Back on the river, the knockout races are suddenly interrupted. A call from the coastguard: there’s a person in difficulty in the river. The mood switch is instantaneous; the action swings from contesting to collaborating to get a boat headed upstream as fast as possible. Somewhere, someone is having a very bad day. This is what we exist for.  

The RNLI was born out of a need. In the early nineteenth century, nearly 2,000 ships – and their crews – were being wrecked on British and Irish coasts every year. Sir William Hillary saw this loss firsthand from his home on the Isle of Man, joining with others to rescue as many as possible – but it wasn’t enough. People continued to perish. So, he rallied other activists and philanthropists, and in a London pub, the charity now called the Royal National Lifeboat Institution was formed. Hillary’s motto, 'with courage, nothing is impossible’, can still be found adorning lifeboat stations around the country. 

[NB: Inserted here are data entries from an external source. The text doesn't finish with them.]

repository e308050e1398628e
pub mod history;
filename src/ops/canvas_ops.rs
// ============================================================================
// CANVAS-LEVEL OPERATIONS - merge two buffers / composite a layer stack
// ============================================================================

use rayon::prelude::*;

use crate::canvas::{PixelBuffer, blend_pixel};

/// Source-over composite of `top` onto `bottom`, `top` anchored at (0, 0).
///
/// The result always has `bottom`'s dimensions; any part of `top` outside it
/// is ignored.
pub fn merge(top: &PixelBuffer, bottom: &PixelBuffer) -> PixelBuffer {
    let mut out = bottom.as_rgba_image().clone();
    let top_img = top.as_rgba_image();
    let overlap_w = top.width().min(bottom.width());
    let overlap_h = top.height().min(bottom.height()) as usize;
    let out_stride = bottom.width() as usize * 4;

    out.par_chunks_mut(out_stride)
        .take(overlap_h)
        .enumerate()
        .for_each(|(y, row)| {
            for x in 0..overlap_w {
                let o = x as usize * 4;
                let base = image::Rgba([row[o], row[o + 1], row[o + 2], row[o + 3]]);
                let blended = blend_pixel(base, *top_img.get_pixel(x, y as u32));
                row[o..o + 4].copy_from_slice(&blended.0);
            }
        });

    PixelBuffer::from_rgba_image(out)
}

/// Flatten a stack given top-first (index 0 = topmost).
///
/// Folds from the bottom up; `None` when the stack is empty.
pub fn composite_stack<'a, I>(top_first: I) -> Option<PixelBuffer>
where
    I: IntoIterator<Item = &'a PixelBuffer>,
    I::IntoIter: DoubleEndedIterator,
{
    let mut bottom_up = top_first.into_iter().rev();
    let first = bottom_up.next()?.clone();
    Some(bottom_up.fold(first, |acc, upper| merge(upper, &acc)))
}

None of the lifeboat crew members that I met seemed to think of themselves as anything but ordinary. They were full of admiration in the stories of fellow crew mates, but saw themselves as entirely human, naming everyday needs and familiar comforts. Writing about courage, Andrew Davison recognised that, 

 ‘The willingness of a courageous person to forgo ease, safety, the comforts of home, and even to risk life and limb, does not spring from hatred of any of those things’.  

This is, perhaps, the difference between volunteering and having a hobby (also commendable for its health benefits, sense of purpose, opportunities for connection). At some point, volunteering will cost you something. That sacrifice is needed demonstrates the level of care; otherwise, it’s simply another act of self-actualisation in the service of the volunteer themselves. 

It’s dark on the river and the boat crew is still out. The BBC’s team has packed up for the evening. We have tidied the station, no evidence of the antics of hours earlier. We depart. Close to midnight, those of us who can, return. We bring the boat in from the water, and make it ready for the next call, which will inevitably come. One less job for those who’ve been on duty all evening. It’s the least we can do.  

In the origins of the term is a spirit of offering. The Latin voluntaries carries a sense of ‘to give of one’s free will’. This, perhaps, is where we’ve lost our way with the whole idea. For there to be a sense of duress in volunteering is to strip the generous act of its power. Where there is obligation on one side and self-interest on the other, we can find the middle ground marked by devotion, by having chosen to serve and therefore having the commitment to see it through. This is the invitation that volunteering can offer us, and that I glimpsed from people who had been volunteering on the lifeboats for decades.   

Writing to the sea-faring city of Ephesus in ancient Greece, the church leader Paul encouraged people to ‘submit to one another’, which is another way of saying sacrificially help each other. In smaller coastal communities, a lifeboat crew might be called out to save a family member. In London, a city of millions, it will always be a stranger. But either way the decision was the same: to show up. The reasons why we do it don’t always add up. There are flavours of compassion, of wanting to be useful, to be part of something bigger. But there seems to be something else as well. A dedication to meeting a need. Put another way, we might call it love.